//! Configuration for a watched note vault.

use std::path::{Component, Path, PathBuf};

use serde::{Deserialize, Serialize};
use wildmatch::WildMatch;

/// Configuration for a note vault.
#[derive(Debug, Clone, PartialEq, Serialize, Deserialize)]
#[serde(default)]
pub struct VaultConfig {
    /// Root directory of the vault.
    ///
    /// Absolute event paths are matched against this root. A relative root
    /// is resolved against the current directory, so it must not change
    /// while the vault is in use. [`crate::VaultWatcher::new`] canonicalizes
    /// its copy.
    pub root: PathBuf,

    /// File extensions treated as notes (without the dot, lowercase).
    pub extensions: Vec<String>,

    /// Patterns to exclude, matched against the vault-relative path.
    pub exclude_patterns: Vec<String>,

    /// Maximum depth to recurse (None = unlimited).
    pub max_depth: Option<usize>,

    /// Whether to follow symbolic links.
    pub follow_symlinks: bool,
}

impl VaultConfig {
    /// Create a new vault config.
    pub fn new(root: impl Into<PathBuf>) -> Self {
        Self {
            root: root.into(),
            extensions: vec!["md".to_string()],
            exclude_patterns: Self::default_excludes(),
            max_depth: None,
            follow_symlinks: false,
        }
    }

    /// Accept an additional note extension.
    pub fn with_extension(mut self, ext: impl Into<String>) -> Self {
        self.extensions
            .push(ext.into().trim_start_matches('.').to_lowercase());
        self
    }

    /// Add an exclude pattern.
    pub fn exclude(mut self, pattern: impl Into<String>) -> Self {
        self.exclude_patterns.push(pattern.into());
        self
    }

    /// Set the maximum depth.
    pub fn with_max_depth(mut self, depth: usize) -> Self {
        self.max_depth = Some(depth);
        self
    }

    /// Enable following symbolic links.
    pub fn follow_symlinks(mut self) -> Self {
        self.follow_symlinks = true;
        self
    }

    fn default_excludes() -> Vec<String> {
        vec![
            // Vault metadata
            ".obsidian/*".to_string(),
            ".trash/*".to_string(),
            // Version control
            ".git/*".to_string(),
            // Editor swap files
            "*.swp".to_string(),
            "*~".to_string(),
        ]
    }

    /// Whether the path has a note extension.
    pub fn is_supported(&self, path: &Path) -> bool {
        path.extension()
            .and_then(|e| e.to_str())
            .is_some_and(|ext| {
                let ext = ext.to_lowercase();
                self.extensions.iter().any(|e| *e == ext)
            })
    }

    /// Check if a path should be excluded.
    pub fn should_exclude(&self, path: &Path) -> bool {
        let Some(relative) = self.document_id(path) else {
            return true;
        };

        self.exclude_patterns
            .iter()
            .any(|pattern| WildMatch::new(pattern).matches(&relative))
    }

    /// Whether a path is a note this vault indexes.
    pub fn accepts(&self, path: &Path) -> bool {
        self.is_supported(path) && !self.should_exclude(path)
    }

    /// The document identifier for a path: its vault-relative form with `/`
    /// separators. `None` for paths outside the vault.
    ///
    /// A relative path under an absolute root is taken as already relative.
    pub fn document_id(&self, path: &Path) -> Option<String> {
        let relative = match (path.is_absolute(), self.root.is_absolute()) {
            (true, false) => {
                let root = std::env::current_dir().ok()?.join(&self.root);
                path.strip_prefix(root).ok()?
            }
            (false, true) => path,
            _ => path.strip_prefix(&self.root).ok()?,
        };

        let mut parts = Vec::new();
        for component in relative.components() {
            match component {
                Component::Normal(part) => parts.push(part.to_string_lossy().into_owned()),
                Component::CurDir => {}
                _ => return None,
            }
        }

        if parts.is_empty() {
            None
        } else {
            Some(parts.join("/"))
        }
    }

    /// Absolute-or-root-relative path for a document identifier.
    pub fn document_path(&self, id: &str) -> PathBuf {
        id.split('/')
            .fold(self.root.clone(), |path, part| path.join(part))
    }
}

impl Default for VaultConfig {
    fn default() -> Self {
        Self::new(".")
    }
}

#[cfg(test)]
mod tests {
    use super::*;
    use pretty_assertions::assert_eq;

    #[test]
    fn test_vault_config_creation() {
        let config = VaultConfig::new("/home/user/notes")
            .with_extension(".TXT")
            .with_max_depth(3);

        assert_eq!(config.root, Path::new("/home/user/notes"));
        assert_eq!(config.extensions, vec!["md".to_string(), "txt".to_string()]);
        assert_eq!(config.max_depth, Some(3));
    }

    #[test]
    fn test_supported_extensions() {
        let config = VaultConfig::new("/vault");

        assert!(config.is_supported(Path::new("/vault/daily/2024-01-01.md")));
        assert!(config.is_supported(Path::new("/vault/Upper.MD")));
        assert!(!config.is_supported(Path::new("/vault/image.png")));
        assert!(!config.is_supported(Path::new("/vault/README")));
    }

    #[test]
    fn test_exclude_patterns() {
        let config = VaultConfig::new("/vault").exclude("templates/*");

        assert!(config.should_exclude(Path::new("/vault/.obsidian/workspace.json")));
        assert!(config.should_exclude(Path::new("/vault/.trash/old.md")));
        assert!(config.should_exclude(Path::new("/vault/templates/daily.md")));
        assert!(config.should_exclude(Path::new("/elsewhere/note.md")));
        assert!(!config.should_exclude(Path::new("/vault/projects/plan.md")));

        assert!(config.accepts(Path::new("/vault/projects/plan.md")));
        assert!(!config.accepts(Path::new("/vault/.trash/old.md")));
    }

    #[test]
    fn test_document_id_round_trips_to_path() {
        let config = VaultConfig::new("/vault");
        let path = Path::new("/vault/projects/plan.md");

        let id = config.document_id(path);
        assert_eq!(id.as_deref(), Some("projects/plan.md"));
        assert_eq!(config.document_path("projects/plan.md"), path);
        assert_eq!(config.document_id(Path::new("/vault")), None);
        assert_eq!(config.document_id(Path::new("/vault/../etc/passwd")), None);
    }

    #[test]
    fn test_relative_root_matches_absolute_paths() {
        let config = VaultConfig::default();
        let cwd = std::env::current_dir().unwrap();

        assert_eq!(
            config.document_id(&cwd.join("notes").join("a.md")).as_deref(),
            Some("notes/a.md")
        );
        assert!(config.accepts(&cwd.join("a.md")));
        assert!(!config.accepts(&cwd.join(".obsidian").join("a.md")));

        let nested = VaultConfig::new("./vault");
        assert_eq!(
            nested.document_id(&cwd.join("vault").join("a.md")).as_deref(),
            Some("a.md")
        );
        assert_eq!(nested.document_id(&cwd.join("a.md")), None);
    }
}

========================

▸ ASSIGNED TASK
All entries are to be output exactly as they stand.

▸ WRITTEN ANSWER
//! Configuration for a watched note vault.

use std::path::{Component, Path, PathBuf};

use serde::{Deserialize, Serialize};
use wildmatch::WildMatch;

/// Configuration for a note vault.
#[derive(Debug, Clone, PartialEq, Serialize, Deserialize)]
#[serde(default)]
pub struct VaultConfig {
    /// Root directory of the vault.
    ///
    /// Absolute event paths are matched against this root. A relative root
    /// is resolved against the current directory, so it must not change
    /// while the vault is in use. [`crate::VaultWatcher::new`] canonicalizes
    /// its copy.
    pub root: PathBuf,

    /// File extensions treated as notes (without the dot, lowercase).
    pub extensions: Vec<String>,

    /// Patterns to exclude, matched against the vault-relative path.
    pub exclude_patterns: Vec<String>,

    /// Maximum depth to recurse (None = unlimited).
    pub max_depth: Option<usize>,

    /// Whether to follow symbolic links.
    pub follow_symlinks: bool,
}

impl VaultConfig {
    /// Create a new vault config.
    pub fn new(root: impl Into<PathBuf>) -> Self {
        Self {
            root: root.into(),
            extensions: vec!["md".to_string()],
            exclude_patterns: Self::default_excludes(),
            max_depth: None,
            follow_symlinks: false,
        }
    }

    /// Accept an additional note extension.
    pub fn with_extension(mut self, ext: impl Into<String>) -> Self {
        self.extensions
            .push(ext.into().trim_start_matches('.').to_lowercase());
        self
    }

    /// Add an exclude pattern.
    pub fn exclude(mut self, pattern: impl Into<String>) -> Self {
        self.exclude_patterns.push(pattern.into());
        self
    }

    /// Set the maximum depth.
    pub fn with_max_depth(mut self, depth: usize) -> Self {
        self.max_depth = Some(depth);
        self
    }

    /// Enable following symbolic links.
    pub fn follow_symlinks(mut self) -> Self {
        self.follow_symlinks = true;
        self
    }

    fn default_excludes() -> Vec<String> {
        vec![
            // Vault metadata
            ".obsidian/*".to_string(),
            ".trash/*".to_string(),
            // Version control
            ".git/*".to_string(),
            // Editor swap files
            "*.swp".to_string(),
            "*~".to_string(),
        ]
    }

    /// Whether the path has a note extension.
    pub fn is_supported(&self, path: &Path) -> bool {
        path.extension()
            .and_then(|e| e.to_str())
            .is_some_and(|ext| {
                let ext = ext.to_lowercase();
                self.extensions.iter().any(|e| *e == ext)
            })
    }

    /// Check if a path should be excluded.
    pub fn should_exclude(&self, path: &Path) -> bool {
        let Some(relative) = self.document_id(path) else {
            return true;
        };

        self.exclude_patterns
            .iter()
            .any(|pattern| WildMatch::new(pattern).matches(&relative))
    }

    /// Whether a path is a note this vault indexes.
    pub fn accepts(&self, path: &Path) -> bool {
        self.is_supported(path) && !self.should_exclude(path)
    }

    /// The document identifier for a path: its vault-relative form with `/`
    /// separators. `None` for paths outside the vault.
    ///
    /// A relative path under an absolute root is taken as already relative.
    pub fn document_id(&self, path: &Path) -> Option<String> {
        let relative = match (path.is_absolute(), self.root.is_absolute()) {
            (true, false) => {
                let root = std::env::current_dir().ok()?.join(&self.root);
                path.strip_prefix(root).ok()?
            }
            (false, true) => path,
            _ => path.strip_prefix(&self.root).ok()?,
        };

        let mut parts = Vec::new();
        for component in relative.components() {
            match component {
                Component::Normal(part) => parts.push(part.to_string_lossy().into_owned()),
                Component::CurDir => {}
                _ => return None,
            }
        }

        if parts.is_empty() {
            None
        } else {
            Some(parts.join("/"))
        }
    }

    /// Absolute-or-root-relative path for a document identifier.
    pub fn document_path(&self, id: &str) -> PathBuf {
        id.split('/')
            .fold(self.root.clone(), |path, part| path.join(part))
    }
}

impl Default for VaultConfig {
    fn default() -> Self {
        Self::new(".")
    }
}

#[cfg(test)]
mod tests {
    use super::*;
    use pretty_assertions::assert_eq;

    #[test]
    fn test_vault_config_creation() {
        let config = VaultConfig::new("/home/user/notes")
            .with_extension(".TXT")
            .with_max_depth(3);

        assert_eq!(config.root, Path::new("/home/user/notes"));
        assert_eq!(config.extensions, vec!["md".to_string(), "txt".to_string()]);
        assert_eq!(config.max_depth, Some(3));
    }

    #[test]
    fn test_supported_extensions() {
        let config = VaultConfig::new("/vault");

        assert!(config.is_supported(Path::new("/vault/daily/2024-01-01.md")));
        assert!(config.is_supported(Path::new("/vault/Upper.MD")));
        assert!(!config.is_supported(Path::new("/vault/image.png")));
        assert!(!config.is_supported(Path::new("/vault/README")));
    }

    #[test]
    fn test_exclude_patterns() {
        let config = VaultConfig::new("/vault").exclude("templates/*");

        assert!(config.should_exclude(Path::new("/vault/.obsidian/workspace.json")));
        assert!(config.should_exclude(Path::new("/vault/.trash/old.md")));
        assert!(config.should_exclude(Path::new("/vault/templates/daily.md")));
        assert!(config.should_exclude(Path::new("/elsewhere/note.md")));
        assert!(!config.should_exclude(Path::new("/vault/projects/plan.md")));

        assert!(config.accepts(Path::new("/vault/projects/plan.md")));
        assert!(!config.accepts(Path::new("/vault/.trash/old.md")));
    }

    #[test]
    fn test_document_id_round_trips_to_path() {
        let config = VaultConfig::new("/vault");
        let path = Path::new("/vault/projects/plan.md");

        let id = config.document_id(path);
        assert_eq!(id.as_deref(), Some("projects/plan.md"));
        assert_eq!(config.document_path("projects/plan.md"), path);
        assert_eq!(config.document_id(Path::new("/vault")), None);
        assert_eq!(config.document_id(Path::new("/vault/../etc/passwd")), None);
    }

    #[test]
    fn test_relative_root_matches_absolute_paths() {
        let config = VaultConfig::default();
        let cwd = std::env::current_dir().unwrap();

        assert_eq!(
            config.document_id(&cwd.join("notes").join("a.md")).as_deref(),
            Some("notes/a.md")
        );
        assert!(config.accepts(&cwd.join("a.md")));
        assert!(!config.accepts(&cwd.join(".obsidian").join("a.md")));

        let nested = VaultConfig::new("./vault");
        assert_eq!(
            nested.document_id(&cwd.join("vault").join("a.md")).as_deref(),
            Some("a.md")
        );
        assert_eq!(nested.document_id(&cwd.join("a.md")), None);
    }
}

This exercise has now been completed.